Man kennt das vom iPhone. Stellt man Siri auf Englisch um, klingt alles um Welten besser. Diese Datenbank ist aufgeräumt, die deutsche noch nicht. Will sagen: Mal geht es gut, mal eher nicht. Siri klingt abgehackt und – um einen Begriff aus dem Radio-Jargon zu bemühen – nicht gut geschnitten. Hier sind Amazon und Google um Lichtjahre voraus. Das ist ok, schafft aber nicht wirklich Vertrauen in die Zukunft. Und betrifft nicht nur Text, sondern beispielsweise auch Namen von Bands – ein mitunter kakophonisches Trauerspiel. Und ganz ehrlich: Man will 2018 nicht mehr von einer Computerstimme sprachlich angetanzt werden, die den Namen der Lieblings-Band nicht aussprechen kann und noch schlimmer: immer anders ausspricht. Siri kennt mindestens fünf unterschiedliche Aussprachen von Depeche Mode. Und alle sind falsch.
Bring The Noise
Als Lautsprecher weiß der HomePod voll und ganz zu überzeugen. Wie viel Power in so einem kleinen Stück Technik stecken kann, ist schlicht beeindruckend. Wer seine Wohnung mit Sonos ausstaffiert hat und gleichzeitig vornehmlich im Apple-Universum lebt, muss nicht hektisch mit den Hufen scharren: Die Unterschiede im Sound sind da – und für mich ziemlich revolutionär –, versenden sich aber mindestens genauso schnell wieder. Immerhin verkauft Sonos gerade zwei Sonos One zum Preis von einem HomePod und offeriert so ein Setup höchster Qualität mit über die Jahre gewachsener und optimierter Software. Und auch wenn die Sonos-App ungefähr so performant ist wie iTunes auf dem Mac (gar nicht), bietet das Ökosystem immerhin inhaltlichen Mehrwert, den man bei Apple vermisst und der auch nicht nachgeliefert werden wird: alle nur erdenklichen Dienste und Anbieter, aggregiert in einer App: „Hey Siri, spiel’ 'Inforadio Berlin'“, funktioniert einfach nicht, weil Apple Dienste wie TuneIn schlicht ignoriert. Das ist nicht Teil von Apples Strategie und das ist schade. Denn mit dem HomePod hat man in Cupertino einen Lautsprecher zusammengezimmert, der es verdient hätte, genau diese Liebe zu bekommen und so für noch mehr Menschen zu einer attraktiven Alternative zu werden. Unfassbarer Sound gepaart mit mehr Möglichkeiten der Integration vs. Content-Stock-im-Arsch.
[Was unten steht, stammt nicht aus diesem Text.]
//! `MediaPlaybackEngine`: one player, audio or video, selected by
//! [`PlayerCapabilities`].
//!
//! The engine owns the sink and every piece of mutable playback state.  It is
//! driven from a single loop: commands are method calls, everything else
//! arrives through [`handle_event`](MediaPlaybackEngine::handle_event).
//!
//! ```text
//!   commands ──▶ MediaPlaybackEngine ──▶ Sink / FullscreenPlatform
//!                    ▲
//!   PlayerEvent ─────┘  (sink, engine, watchdog, platform; generation-filtered)
//! ```

use std::time::Duration;

use tracing::debug;
use tuner_proto::config::{PlayerConfig, PlayerKind};
use tuner_proto::protocol::{PlaybackState, PlayerSnapshot, VolumeState};

use crate::adaptive::AdaptiveEngine;
use crate::controller::{Controller, ControllerConfig, DEFAULT_WATCHDOG};
use crate::error::{PlaybackError, SinkError};
use crate::event::{EngineSignal, EventSender, Generation, PlayerEvent, SinkEvent};
use crate::fullscreen::FullscreenCoordinator;
use crate::session::{SessionManager, SessionStats};
use crate::sink::{FullscreenPlatform, Sink};
use crate::volume::VolumeManager;

#[derive(Debug, Clone, Copy, PartialEq, Eq)]
pub struct PlayerCapabilities {
    pub has_visual_surface: bool,
    pub supports_fullscreen: bool,
    pub retains_session_on_power_off: bool,
}

impl PlayerCapabilities {
    pub fn for_kind(kind: PlayerKind) -> Self {
        Self {
            has_visual_surface: kind.has_visual_surface(),
            supports_fullscreen: kind.has_visual_surface(),
            retains_session_on_power_off: true,
        }
    }

    pub fn from_config(config: &PlayerConfig) -> Self {
        let mut caps = Self::for_kind(config.kind);
        if let Some(retain) = config.retains_session_on_power_off {
            caps.retains_session_on_power_off = retain;
        }
        caps
    }
}

#[derive(Debug, Clone, Copy, PartialEq)]
pub struct EngineSettings {
    pub watchdog: Duration,
    /// Applied to the sink at construction.  `None` keeps the sink's level.
    pub initial_volume: Option<f32>,
}

impl Default for EngineSettings {
    fn default() -> Self {
        Self {
            watchdog: DEFAULT_WATCHDOG,
            initial_volume: None,
        }
    }
}

impl EngineSettings {
    pub fn from_config(config: &PlayerConfig) -> Self {
        Self {
            watchdog: Duration::from_secs(config.watchdog_secs),
            initial_volume: Some(config.default_volume),
        }
    }
}

pub struct MediaPlaybackEngine<S: Sink> {
    sink: S,
    caps: PlayerCapabilities,
    controller: Controller,
    volume: VolumeManager,
    fullscreen: Option<FullscreenCoordinator>,
    ended: bool,
    position_secs: Option<f64>,
    duration_secs: Option<f64>,
    rev: u64,
}

impl<S: Sink> MediaPlaybackEngine<S> {
    pub fn new(mut sink: S, caps: PlayerCapabilities, settings: EngineSettings, events: EventSender) -> Self {
        let config = ControllerConfig {
            watchdog: settings.watchdog,
            retains_session_on_power_off: caps.retains_session_on_power_off,
        };
        let mut controller = Controller::new(config, SessionManager::new(None, events));
        controller.attach(&mut sink);
        let volume = VolumeManager::from_sink(&sink);
        if let Some(level) = settings.initial_volume {
            sink.set_volume(level.clamp(0.0, 1.0));
        }
        debug!("engine: created {:?}, volume {:?}", caps, volume.state());
        Self {
            sink,
            caps,
            controller,
            volume,
            fullscreen: None,
            ended: false,
            position_secs: None,
            duration_secs: None,
            rev: 0,
        }
    }

    pub fn with_adaptive_engine(mut self, engine: Box<dyn AdaptiveEngine>) -> Self {
        self.controller.set_adaptive_engine(engine);
        self
    }

    /// Ignored unless the capabilities allow fullscreen.
    pub fn with_fullscreen(mut self, platform: Box<dyn FullscreenPlatform>) -> Self {
        if self.caps.supports_fullscreen {
            self.fullscreen = Some(FullscreenCoordinator::new(platform));
        } else {
            debug!("engine: fullscreen platform given to a player without fullscreen");
        }
        self
    }

    pub fn capabilities(&self) -> PlayerCapabilities {
        self.caps
    }

    pub fn state(&self) -> &PlaybackState {
        self.controller.state()
    }

    pub fn generation(&self) -> Generation {
        self.controller.generation()
    }

    pub fn volume(&self) -> VolumeState {
        self.volume.state()
    }

    pub fn is_fullscreen(&self) -> bool {
        self.fullscreen.as_ref().is_some_and(|f| f.is_active())
    }

    pub fn session_stats(&self) -> SessionStats {
        self.controller.session_stats()
    }

    pub fn controller(&self) -> &Controller {
        &self.controller
    }

    pub fn sink(&self) -> &S {
        &self.sink
    }

    pub fn sink_mut(&mut self) -> &mut S {
        &mut self.sink
    }

    // ── commands ──────────────────────────────────────────────────────────────

    pub fn select_source(&mut self, url: &str) -> bool {
        self.track(|this| {
            this.ended = false;
            this.position_secs = None;
            this.duration_secs = None;
            this.controller.select_source(url, &mut this.sink);
        })
    }

    pub fn toggle_power(&mut self) -> bool {
        self.track(|this| this.controller.toggle_power(&mut this.sink))
    }

    /// `percent` is 0-100.  State follows once the sink confirms.
    pub fn set_volume(&mut self, percent: f32) {
        if !self.controller.is_disposed() {
            self.volume.set_volume(percent, &mut self.sink);
        }
    }

    pub fn toggle_mute(&mut self) {
        if !self.controller.is_disposed() {
            self.volume.toggle_mute(&mut self.sink);
        }
    }

    pub fn set_muted(&mut self, muted: bool) {
        if !self.controller.is_disposed() {
            self.volume.set_muted(muted, &mut self.sink);
        }
    }

    pub fn enter_fullscreen(&mut self) -> Result<(), SinkError> {
        self.fullscreen_mut()?.enter()
    }

    pub fn exit_fullscreen(&mut self) -> Result<(), SinkError> {
        self.fullscreen_mut()?.exit()
    }

    pub fn toggle_fullscreen(&mut self) -> Result<(), SinkError> {
        self.fullscreen_mut()?.toggle()
    }

    fn fullscreen_mut(&mut self) -> Result<&mut FullscreenCoordinator, SinkError> {
        if self.controller.is_disposed() {
            return Err(SinkError::Closed);
        }
        self.fullscreen.as_mut().ok_or(SinkError::Unsupported)
    }

    // ── events ────────────────────────────────────────────────────────────────

    /// Apply one event from the queue.  Returns true if the snapshot changed.
    pub fn handle_event(&mut self, event: PlayerEvent) -> bool {
        if let Some(generation) = event.generation() {
            if !self.controller.is_current(generation) {
                debug!(
                    "engine: dropping stale {:?} ({} != {})",
                    event,
                    generation,
                    self.controller.generation()
                );
                return false;
            }
        }
        self.track(|this| this.dispatch(event))
    }

    fn dispatch(&mut self, event: PlayerEvent) {
        match event {
            PlayerEvent::Sink { event, .. } => match event {
                SinkEvent::Ready => self.controller.on_ready(&mut self.sink),
                SinkEvent::Error(message) => self
                    .controller
                    .on_fatal(PlaybackError::NetworkOrManifest(message), &mut self.sink),
                SinkEvent::VolumeChanged { level, muted } => {
                    self.volume.on_sink_change(level, muted);
                }
                SinkEvent::PauseChanged(paused) => {
                    debug!("engine: sink paused={}", paused);
                }
                SinkEvent::TimeUpdate {
                    position_secs,
                    duration_secs,
                } => {
                    self.position_secs = position_secs;
                    self.duration_secs = duration_secs;
                }
                SinkEvent::Ended => {
                    debug!("engine: source ended");
                    self.ended = true;
                }
            },
            PlayerEvent::Engine { signal, .. } => match signal {
                EngineSignal::ManifestParsed { media_url } => {
                    self.controller.on_manifest_parsed(&media_url, &mut self.sink)
                }
                EngineSignal::Fatal(message) => self
                    .controller
                    .on_fatal(PlaybackError::NetworkOrManifest(message), &mut self.sink),
            },
            PlayerEvent::WatchdogFired { .. } => self.controller.on_watchdog(&mut self.sink),
            PlayerEvent::FullscreenChanged(active) => {
                if let Some(fullscreen) = self.fullscreen.as_mut() {
                    fullscreen.on_platform_change(active);
                }
            }
        }
    }

    /// Run `f` and bump `rev` if the observable state moved.
    fn track(&mut self, f: impl FnOnce(&mut Self)) -> bool {
        let before = self.snapshot();
        f(self);
        if self.snapshot() == before {
            return false;
        }
        self.rev += 1;
        true
    }

    pub fn snapshot(&self) -> PlayerSnapshot {
        let session = self.controller.session();
        PlayerSnapshot {
            rev: self.rev,
            state: self.controller.state().clone(),
            source: self.controller.source().map(str::to_string),
            channel: None,
            transport: session.map(|s| s.transport()),
            generation: self.controller.generation().get(),
            volume: self.volume.state(),
            paused: self.sink.is_paused(),
            ended: self.ended,
            fullscreen: self.is_fullscreen(),
            position_secs: self.position_secs,
            duration_secs: self.duration_secs,
        }
    }

    /// Release the session and detach from the sink.  Later calls are no-ops.
    pub fn dispose(&mut self) {
        self.controller.dispose(&mut self.sink);
    }
}

impl<S: Sink> Drop for MediaPlaybackEngine<S> {
    fn drop(&mut self) {
        self.dispose();
    }
}

#[cfg(test)]
mod tests {
    use super::*;

    #[test]
    fn test_capabilities_per_kind() {
        let radio = PlayerCapabilities::for_kind(PlayerKind::Radio);
        assert!(!radio.has_visual_surface);
        assert!(!radio.supports_fullscreen);
        let tv = PlayerCapabilities::for_kind(PlayerKind::Tv);
        assert!(tv.has_visual_surface && tv.supports_fullscreen);
        assert!(radio.retains_session_on_power_off && tv.retains_session_on_power_off);
    }

    #[test]
    fn test_config_overrides_power_policy() {
        let config = PlayerConfig {
            kind: PlayerKind::Tv,
            watchdog_secs: 3,
            default_volume: 0.4,
            retains_session_on_power_off: Some(false),
            loop_progressive: None,
        };
        assert!(!PlayerCapabilities::from_config(&config).retains_session_on_power_off);
        let settings = EngineSettings::from_config(&config);
        assert_eq!(settings.watchdog, Duration::from_secs(3));
        assert_eq!(settings.initial_volume, Some(0.4));
    }
}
Das bremst den Erfolg des HomePod aus, denn es ist 2018, und das, was Apple hier aufstellt, haben Mitbewerber schon anders – besser und offener vorgelegt. Das ist schade, aber keine Katastrophe. Denn der HomePod funktioniert schon heute ziemlich gut und lässt einem immerhin die Wahl, ob man zu 100 Prozent auf Siri setzen oder doch lieber auch andere Services einsetzen möchte. Das ist dann mit Umwegen verbunden, die man eigentlich gar nicht bräuchte. Aber genau das ist unsere digitale Realität anno 2018: ein Kampf der Ökosysteme. Und trotz aller Einschränkungen klingt das Ökosystem von Apple aktuell am besten.